This is not a review of the film version of Daniel Keyes’s
award-winning Flowers for Algernon
(short story, 1958, novel 1966) with the spelling corrected. No, this is a brief commentary on a “game”
that seems to be gaining great popularity among teenagers and adolescents (and
you have no idea how old it makes you feel to say something like that).
You rang? |
It’s pretty basic.
You scribble “Yes” and “No” and a few other things on a piece of
notepaper, and balance a pen or pencil on another pen or pencil, and invoke “the
demon Charlie” by chanting his (its?) name.
You then get the answers to questions.
No one seems to have been dumb enough to use this method of
answering test questions. Most people
doing it seem aware that it’s kind of stupid, but “cool” to pretend, sort of
like the “Magic Eightball” that you shook and asked embarrassing questions
about your friends, e.g., in the
hearing of Archibald you ask the Eightball in a loud voice while shaking it, “Did
Archie run naked down Main Street last night chased by Betty and Veronica while
waving a screaming chicken?”, and laugh hysterically when the Eightball “answers”
“SIGNS
POINT TO YES.”
"Read this. You'll feel better." |
Ultimately, of course, you’d be better off watching the 1940
Three Stooges film, You Nazty Spy,
that inspired the “toy” or, better, reading an actual book from 1940 like
Fulton Sheen’s Freedom
Under God, or Mortimer Adler’s How
to Read a Book (updated 1972 with Charles Dornan) if you’re uncertain
how to go about the business, but it’s all harmless fun . . . right?
It’s all harmless fun — not right.
If there’s nothing in it, it’s a waste of time — and nobody
has as much of that as he or she thinks, and shouldn’t be wasting it.
Here’s a fun fact.
Ask most people how many days they think the average lifespan is.
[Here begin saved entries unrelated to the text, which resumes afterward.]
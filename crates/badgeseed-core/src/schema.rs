//! Table and column names of the remote schema.
//!
//! The input JSON files use the same keys as the remote columns, so these
//! names double as the source record keys.

// ============================================================================
// Departments
// ============================================================================

pub const DEPARTMENT_TABLE: &str = "camp_dpmt";
pub const DEPARTMENT_ID: &str = "dpmt_id";
pub const DEPARTMENT_NAME: &str = "dpmt_name";

// ============================================================================
// Merit badges
// ============================================================================

pub const BADGE_TABLE: &str = "merit_badge";
pub const BADGE_ID: &str = "badge_id";
pub const BADGE_NAME: &str = "badge_name";
pub const BADGE_DESCRIPTION: &str = "badge_desc";
pub const BADGE_EAGLE_REQUIRED: &str = "eagle_badge";

// ============================================================================
// Requirements
// ============================================================================

pub const REQUIREMENT_TABLE: &str = "merit_badge_rqmt";
pub const REQUIREMENT_ID: &str = "rqmt_id";
pub const REQUIREMENT_IDENTIFIER: &str = "rqmt_idnf";
pub const REQUIREMENT_DESCRIPTION: &str = "rqmt_desc";
pub const REQUIREMENT_PARENT_ID: &str = "parent_rqmt_id";

/// Key holding nested requirements in badge and requirement records.
pub const REQUIREMENTS: &str = "requirements";

/// Primary key column of `table`. Unknown tables use `id`.
pub fn id_column(table: &str) -> &'static str {
    match table {
        DEPARTMENT_TABLE => DEPARTMENT_ID,
        BADGE_TABLE => BADGE_ID,
        REQUIREMENT_TABLE => REQUIREMENT_ID,
        _ => "id",
    }
}
//! Data models for the seeded reference data.
//!
//! - `Department`: an organizational grouping that owns badges
//! - `MeritBadge`: a badge definition with its root requirements
//! - `Requirement`: a node of a badge's requirement tree
//! - `RecordId`: an identifier generated by the backend on insert

pub mod department;
pub mod merit_badge;
pub mod record;
pub mod requirement;

pub use department::Department;
pub use merit_badge::MeritBadge;
pub use record::RecordId;
pub use requirement::{count_all, Requirement};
Most people will answer 100,000. Do the math.
Living 100,000 days would make you more than 270 years old. The average lifespan in days, assuming the
Biblical three score and ten (i.e.,
70), is more like 25,000 days. Do you really want to waste any of them asking
an Eightball or a balanced pencil what you should be doing?
What if there is
something in it, and you really are
summoning up a demon from Hell to give you answers to a bunch of really stupid
questions?
Nothing serious or anything. |
Traditionally, demons don’t do this sort of thing for
free. Having no use for Bitcoins or any
other funnymoney (such as the debt-backed Euro or U.S. Dollar), they have a
tendency to take your soul. In exchange
for the rather dubious pleasure of temporarily embarrassing your friends, you
gained an eternity in Hell.
And you don’t even know if the answers are right even if you’re
serious. The Devil — the chief of demons
— is also known as “the Father of Lies.”
You just tossed away your soul for something that isn’t even true. At least in the stories people selling their
souls got a little something for it.
None of this, however, answers why this so-called game is so
popular, or what to do about it.
The fact is that this stuff always comes in spurts during
times of social stress and change. There
was rapid growth of “spiritism” during and after the American Civil War, and
another surge in the 1890s when to all intents and purposes the “free” land
under the Homestead Act ran out and more people began being forced into the
wage system — and the Ouija Board was “officially” invented.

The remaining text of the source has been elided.